The DACA (Deferred Action for Childhood Arrival) program created by President Barack Obama program applies to individuals who were brought to the United States before the age of 16 and who were under the age of 31. The person must be in school or have graduated high school or be in the military or have been honorably discharged from it. The individual must not have a conviction for a felony or a serious misdemeanor. Pursuant to federal immigration law, these individuals are given deferred deportation status for a period of two years, which can be renewed. This means that they do not need to fear deportation during this time and are eligible for work permits. There are many Dreamers in my law school and on my campus.

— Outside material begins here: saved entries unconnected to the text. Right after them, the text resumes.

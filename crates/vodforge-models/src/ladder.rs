//! Rendition ladder definitions.
//!
//! The ladders are fixed tables: seven H.264 video tiers from 1080p down
//! to 216p and four AAC audio tiers from 256 kbit/s down to 64 kbit/s.
//! Ladder order defines both submission order and the insertion order of
//! manifest entries, so it must stay stable.

use schemars::JsonSchema;
use serde::{Deserialize, Serialize};
use std::fmt;

/// H.264 profile applied to a video rendition.
#[derive(Debug, Clone, Copy, PartialEq, Eq, Hash, Serialize, Deserialize, JsonSchema)]
#[serde(rename_all = "SCREAMING_SNAKE_CASE")]
pub enum H264Profile {
    High,
    Main,
    Baseline,
}

impl H264Profile {
    pub fn as_str(&self) -> &'static str {
        match self {
            H264Profile::High => "HIGH",
            H264Profile::Main => "MAIN",
            H264Profile::Baseline => "BASELINE",
        }
    }
}

impl fmt::Display for H264Profile {
    fn fmt(&self, f: &mut fmt::Formatter<'_>) -> fmt::Result {
        write!(f, "{}", self.as_str())
    }
}

/// One video tier of the encoding ladder.
#[derive(Debug, Clone, Copy, PartialEq, Eq, Serialize, Deserialize, JsonSchema)]
pub struct VideoRendition {
    /// Output height in pixels
    pub height: u32,
    /// Output width in pixels
    pub width: u32,
    /// Target bitrate in bit/s
    pub bitrate: u64,
    /// H.264 profile for this tier
    pub profile: H264Profile,
}

impl VideoRendition {
    /// Label used for the remote codec configuration name.
    pub fn label(&self) -> String {
        format!("H.264 {}p {} kbit/s", self.height, self.bitrate / 1000)
    }

    /// Path segment identifying this tier, e.g. `1080-1980-3500000`.
    pub fn path_segment(&self) -> String {
        format!("{}-{}-{}", self.height, self.width, self.bitrate)
    }
}

/// One audio tier of the encoding ladder.
#[derive(Debug, Clone, Copy, PartialEq, Eq, Serialize, Deserialize, JsonSchema)]
pub struct AudioRendition {
    /// Target bitrate in bit/s
    pub bitrate: u64,
}

impl AudioRendition {
    /// Label used for the remote codec configuration name.
    pub fn label(&self) -> String {
        format!("AAC {} kbit/s", self.bitrate / 1000)
    }

    /// Path segment identifying this tier, e.g. `128000`.
    pub fn path_segment(&self) -> String {
        self.bitrate.to_string()
    }
}

const VIDEO_LADDER: [VideoRendition; 7] = [
    VideoRendition { height: 1080, width: 1980, bitrate: 3_500_000, profile: H264Profile::High },
    VideoRendition { height: 720, width: 1280, bitrate: 2_000_000, profile: H264Profile::High },
    VideoRendition { height: 720, width: 1280, bitrate: 1_200_000, profile: H264Profile::Main },
    VideoRendition { height: 540, width: 960, bitrate: 900_000, profile: H264Profile::Main },
    VideoRendition { height: 360, width: 640, bitrate: 664_000, profile: H264Profile::Baseline },
    VideoRendition { height: 288, width: 512, bitrate: 412_000, profile: H264Profile::Baseline },
    VideoRendition { height: 216, width: 384, bitrate: 224_000, profile: H264Profile::Baseline },
];

const AUDIO_LADDER: [AudioRendition; 4] = [
    AudioRendition { bitrate: 256_000 },
    AudioRendition { bitrate: 128_000 },
    AudioRendition { bitrate: 96_000 },
    AudioRendition { bitrate: 64_000 },
];

/// The fixed video ladder, highest tier first.
pub fn video_ladder() -> &'static [VideoRendition] {
    &VIDEO_LADDER
}

/// The fixed audio ladder, highest tier first.
pub fn audio_ladder() -> &'static [AudioRendition] {
    &AUDIO_LADDER
}

#[cfg(test)]
mod tests {
    use super::*;

    #[test]
    fn test_video_ladder_shape() {
        let ladder = video_ladder();
        assert_eq!(ladder.len(), 7);

        // Top and bottom tiers pin the documented range
        assert_eq!(ladder[0].height, 1080);
        assert_eq!(ladder[0].width, 1980);
        assert_eq!(ladder[0].bitrate, 3_500_000);
        assert_eq!(ladder[0].profile, H264Profile::High);
        assert_eq!(ladder[6].height, 216);
        assert_eq!(ladder[6].bitrate, 224_000);
        assert_eq!(ladder[6].profile, H264Profile::Baseline);

        // Bitrates strictly descend
        for pair in ladder.windows(2) {
            assert!(pair[0].bitrate > pair[1].bitrate);
        }
    }

    #[test]
    fn test_audio_ladder_shape() {
        let ladder = audio_ladder();
        assert_eq!(ladder.len(), 4);
        assert_eq!(ladder[0].bitrate, 256_000);
        assert_eq!(ladder[3].bitrate, 64_000);
        for pair in ladder.windows(2) {
            assert!(pair[0].bitrate > pair[1].bitrate);
        }
    }

    #[test]
    fn test_ladders_are_deterministic() {
        assert_eq!(video_ladder(), video_ladder());
        assert_eq!(audio_ladder(), audio_ladder());
    }

    #[test]
    fn test_labels_and_path_segments() {
        let top = video_ladder()[0];
        assert_eq!(top.label(), "H.264 1080p 3500 kbit/s");
        assert_eq!(top.path_segment(), "1080-1980-3500000");

        let audio = audio_ladder()[1];
        assert_eq!(audio.label(), "AAC 128 kbit/s");
        assert_eq!(audio.path_segment(), "128000");
    }

    #[test]
    fn test_profile_wire_format() {
        let json = serde_json::to_string(&H264Profile::Baseline).unwrap();
        assert_eq!(json, "\"BASELINE\"");
    }
}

President Trump repealed this program as part of his strong anti-immigrant policies. In Department of Homeland Security v. University of California, the Supreme Court found, 5-4, that President Trump’s rescission of DACA violated the Administrative Procedures Act.[14] In an opinion by Chief Justice Roberts and joined by the liberal justices, the Court held that there was not an articulated, legitimate justification that considered alternatives when DACA was rescinded and put over 700,000 individuals in danger of deportation. If the case were decided this term with Barrett on the bench, it likely would have been 5-4 in favor of President Trump.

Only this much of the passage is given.